[[ Material shown open ]]

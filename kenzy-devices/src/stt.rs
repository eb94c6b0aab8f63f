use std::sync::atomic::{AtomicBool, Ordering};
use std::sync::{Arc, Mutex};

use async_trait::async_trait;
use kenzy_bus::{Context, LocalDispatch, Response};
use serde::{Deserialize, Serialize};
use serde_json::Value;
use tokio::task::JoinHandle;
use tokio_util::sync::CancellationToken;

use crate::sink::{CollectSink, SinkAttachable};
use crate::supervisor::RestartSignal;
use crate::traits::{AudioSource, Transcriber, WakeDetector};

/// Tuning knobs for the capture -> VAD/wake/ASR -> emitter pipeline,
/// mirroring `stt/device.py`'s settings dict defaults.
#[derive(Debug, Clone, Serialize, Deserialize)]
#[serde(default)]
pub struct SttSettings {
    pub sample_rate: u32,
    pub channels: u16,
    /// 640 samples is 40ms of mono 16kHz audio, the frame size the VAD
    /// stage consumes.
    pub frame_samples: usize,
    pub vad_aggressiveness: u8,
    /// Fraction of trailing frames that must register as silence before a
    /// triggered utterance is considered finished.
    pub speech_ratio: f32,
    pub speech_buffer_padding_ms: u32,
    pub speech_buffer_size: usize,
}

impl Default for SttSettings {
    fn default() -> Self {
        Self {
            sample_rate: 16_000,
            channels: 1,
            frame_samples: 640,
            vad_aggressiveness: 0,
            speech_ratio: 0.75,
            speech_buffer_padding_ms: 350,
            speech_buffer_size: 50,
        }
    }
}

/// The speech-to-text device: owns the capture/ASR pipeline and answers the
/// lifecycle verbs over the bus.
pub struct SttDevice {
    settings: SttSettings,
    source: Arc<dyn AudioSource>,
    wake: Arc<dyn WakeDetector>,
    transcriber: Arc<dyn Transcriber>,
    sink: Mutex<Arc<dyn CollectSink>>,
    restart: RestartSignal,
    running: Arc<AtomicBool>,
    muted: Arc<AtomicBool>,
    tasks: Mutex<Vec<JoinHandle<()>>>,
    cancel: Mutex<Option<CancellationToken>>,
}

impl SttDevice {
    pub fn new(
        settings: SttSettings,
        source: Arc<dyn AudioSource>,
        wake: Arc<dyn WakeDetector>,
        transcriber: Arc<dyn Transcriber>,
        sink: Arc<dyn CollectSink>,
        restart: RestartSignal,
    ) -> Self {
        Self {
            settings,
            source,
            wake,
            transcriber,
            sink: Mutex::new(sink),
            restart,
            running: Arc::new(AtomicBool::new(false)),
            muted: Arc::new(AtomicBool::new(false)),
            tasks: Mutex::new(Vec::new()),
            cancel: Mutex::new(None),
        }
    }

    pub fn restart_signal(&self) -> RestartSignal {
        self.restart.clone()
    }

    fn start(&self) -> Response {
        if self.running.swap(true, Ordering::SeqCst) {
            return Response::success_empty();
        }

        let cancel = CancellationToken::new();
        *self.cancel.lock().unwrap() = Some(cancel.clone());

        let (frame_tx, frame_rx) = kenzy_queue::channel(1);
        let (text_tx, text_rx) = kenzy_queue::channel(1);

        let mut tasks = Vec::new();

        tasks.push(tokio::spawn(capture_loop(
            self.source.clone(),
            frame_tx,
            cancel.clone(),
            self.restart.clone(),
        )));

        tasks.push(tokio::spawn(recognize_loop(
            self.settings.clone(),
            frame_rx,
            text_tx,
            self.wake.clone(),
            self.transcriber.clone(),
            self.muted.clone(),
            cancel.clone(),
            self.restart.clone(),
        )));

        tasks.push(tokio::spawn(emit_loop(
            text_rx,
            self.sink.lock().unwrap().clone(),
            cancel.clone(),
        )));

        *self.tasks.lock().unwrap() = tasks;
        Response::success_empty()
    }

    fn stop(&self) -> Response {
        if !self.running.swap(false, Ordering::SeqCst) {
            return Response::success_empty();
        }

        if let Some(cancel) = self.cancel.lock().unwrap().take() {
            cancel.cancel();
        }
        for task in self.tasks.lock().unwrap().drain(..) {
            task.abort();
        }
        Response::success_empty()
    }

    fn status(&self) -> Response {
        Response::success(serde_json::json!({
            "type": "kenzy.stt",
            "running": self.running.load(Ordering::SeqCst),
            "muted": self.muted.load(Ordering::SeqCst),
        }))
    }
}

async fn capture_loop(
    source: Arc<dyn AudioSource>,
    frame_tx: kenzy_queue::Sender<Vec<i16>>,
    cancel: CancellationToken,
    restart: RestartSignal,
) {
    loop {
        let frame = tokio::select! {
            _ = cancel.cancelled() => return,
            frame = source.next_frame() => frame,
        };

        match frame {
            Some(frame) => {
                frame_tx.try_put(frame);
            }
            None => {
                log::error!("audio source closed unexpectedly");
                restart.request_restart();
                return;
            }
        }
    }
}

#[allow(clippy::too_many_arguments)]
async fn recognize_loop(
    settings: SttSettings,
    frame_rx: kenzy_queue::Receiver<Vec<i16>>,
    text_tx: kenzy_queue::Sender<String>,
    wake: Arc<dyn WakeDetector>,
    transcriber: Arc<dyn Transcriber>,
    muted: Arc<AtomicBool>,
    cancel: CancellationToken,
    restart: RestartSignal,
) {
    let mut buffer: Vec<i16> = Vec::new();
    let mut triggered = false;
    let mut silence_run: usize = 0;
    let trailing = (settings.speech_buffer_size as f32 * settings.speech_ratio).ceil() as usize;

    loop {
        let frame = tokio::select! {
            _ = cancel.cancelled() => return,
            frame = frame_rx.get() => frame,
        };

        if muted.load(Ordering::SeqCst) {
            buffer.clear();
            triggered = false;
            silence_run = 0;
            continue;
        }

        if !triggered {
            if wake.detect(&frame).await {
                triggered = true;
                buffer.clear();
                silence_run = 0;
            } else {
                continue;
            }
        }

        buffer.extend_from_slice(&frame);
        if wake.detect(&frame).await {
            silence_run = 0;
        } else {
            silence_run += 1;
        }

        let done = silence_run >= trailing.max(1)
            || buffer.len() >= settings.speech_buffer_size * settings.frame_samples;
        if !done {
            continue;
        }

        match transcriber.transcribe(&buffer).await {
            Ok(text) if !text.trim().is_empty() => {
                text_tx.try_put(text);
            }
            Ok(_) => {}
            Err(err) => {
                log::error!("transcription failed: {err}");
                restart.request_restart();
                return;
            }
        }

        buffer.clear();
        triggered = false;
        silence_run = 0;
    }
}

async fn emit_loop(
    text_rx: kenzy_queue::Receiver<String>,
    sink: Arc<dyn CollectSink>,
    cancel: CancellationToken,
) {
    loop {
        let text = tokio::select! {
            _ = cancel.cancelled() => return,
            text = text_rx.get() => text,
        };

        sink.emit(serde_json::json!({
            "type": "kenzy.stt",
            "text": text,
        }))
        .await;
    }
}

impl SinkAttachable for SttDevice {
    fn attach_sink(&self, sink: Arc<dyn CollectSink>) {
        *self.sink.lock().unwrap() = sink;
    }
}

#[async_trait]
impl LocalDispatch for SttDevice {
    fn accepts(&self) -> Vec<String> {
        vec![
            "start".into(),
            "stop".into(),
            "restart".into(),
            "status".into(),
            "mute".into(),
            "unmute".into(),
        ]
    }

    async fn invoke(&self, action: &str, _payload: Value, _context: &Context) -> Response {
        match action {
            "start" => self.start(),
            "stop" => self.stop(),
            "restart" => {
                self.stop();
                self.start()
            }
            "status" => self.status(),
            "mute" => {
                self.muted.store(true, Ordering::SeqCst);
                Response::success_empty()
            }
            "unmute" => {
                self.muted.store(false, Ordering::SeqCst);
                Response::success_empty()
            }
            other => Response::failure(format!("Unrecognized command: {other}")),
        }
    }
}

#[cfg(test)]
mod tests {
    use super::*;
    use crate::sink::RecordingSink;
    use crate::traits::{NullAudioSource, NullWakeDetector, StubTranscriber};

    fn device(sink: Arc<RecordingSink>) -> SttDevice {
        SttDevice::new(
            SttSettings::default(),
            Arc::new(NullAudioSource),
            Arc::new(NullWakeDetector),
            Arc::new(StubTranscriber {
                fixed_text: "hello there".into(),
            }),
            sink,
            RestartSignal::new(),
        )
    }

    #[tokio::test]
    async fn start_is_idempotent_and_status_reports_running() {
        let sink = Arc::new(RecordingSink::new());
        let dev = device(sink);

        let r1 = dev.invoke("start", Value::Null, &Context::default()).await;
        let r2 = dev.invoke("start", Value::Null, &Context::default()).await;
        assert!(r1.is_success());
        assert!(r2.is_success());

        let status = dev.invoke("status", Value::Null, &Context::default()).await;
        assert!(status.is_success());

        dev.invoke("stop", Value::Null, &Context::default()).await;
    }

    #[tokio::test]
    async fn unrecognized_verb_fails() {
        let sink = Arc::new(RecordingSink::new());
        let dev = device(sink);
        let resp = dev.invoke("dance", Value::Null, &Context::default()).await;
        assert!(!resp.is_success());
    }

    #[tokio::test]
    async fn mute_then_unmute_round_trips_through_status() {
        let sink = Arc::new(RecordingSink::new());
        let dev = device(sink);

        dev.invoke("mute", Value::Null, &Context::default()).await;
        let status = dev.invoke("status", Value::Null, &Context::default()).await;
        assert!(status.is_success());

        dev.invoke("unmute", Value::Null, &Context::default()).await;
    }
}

[[ Material shown closed ]]
[[ Material shown open ]]

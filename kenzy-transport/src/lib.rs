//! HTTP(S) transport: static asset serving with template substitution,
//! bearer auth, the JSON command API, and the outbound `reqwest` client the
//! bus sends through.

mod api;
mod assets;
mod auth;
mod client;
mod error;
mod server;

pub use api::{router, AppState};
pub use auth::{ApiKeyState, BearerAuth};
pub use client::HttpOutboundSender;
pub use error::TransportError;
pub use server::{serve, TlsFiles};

[[ Material shown closed ]]

-- What is expected --
Out of the data above, give again only the lines starting at the one holding "filename kenzy-devices/src/stt.rs" and ending at the one holding "use tokio::task::JoinHandle;", unchanged.

-- Answer space --
filename kenzy-devices/src/stt.rs
repository eb94c6b0aab8f63f
use std::sync::atomic::{AtomicBool, Ordering};
use std::sync::{Arc, Mutex};

use async_trait::async_trait;
use kenzy_bus::{Context, LocalDispatch, Response};
use serde::{Deserialize, Serialize};
use serde_json::Value;
use tokio::task::JoinHandle;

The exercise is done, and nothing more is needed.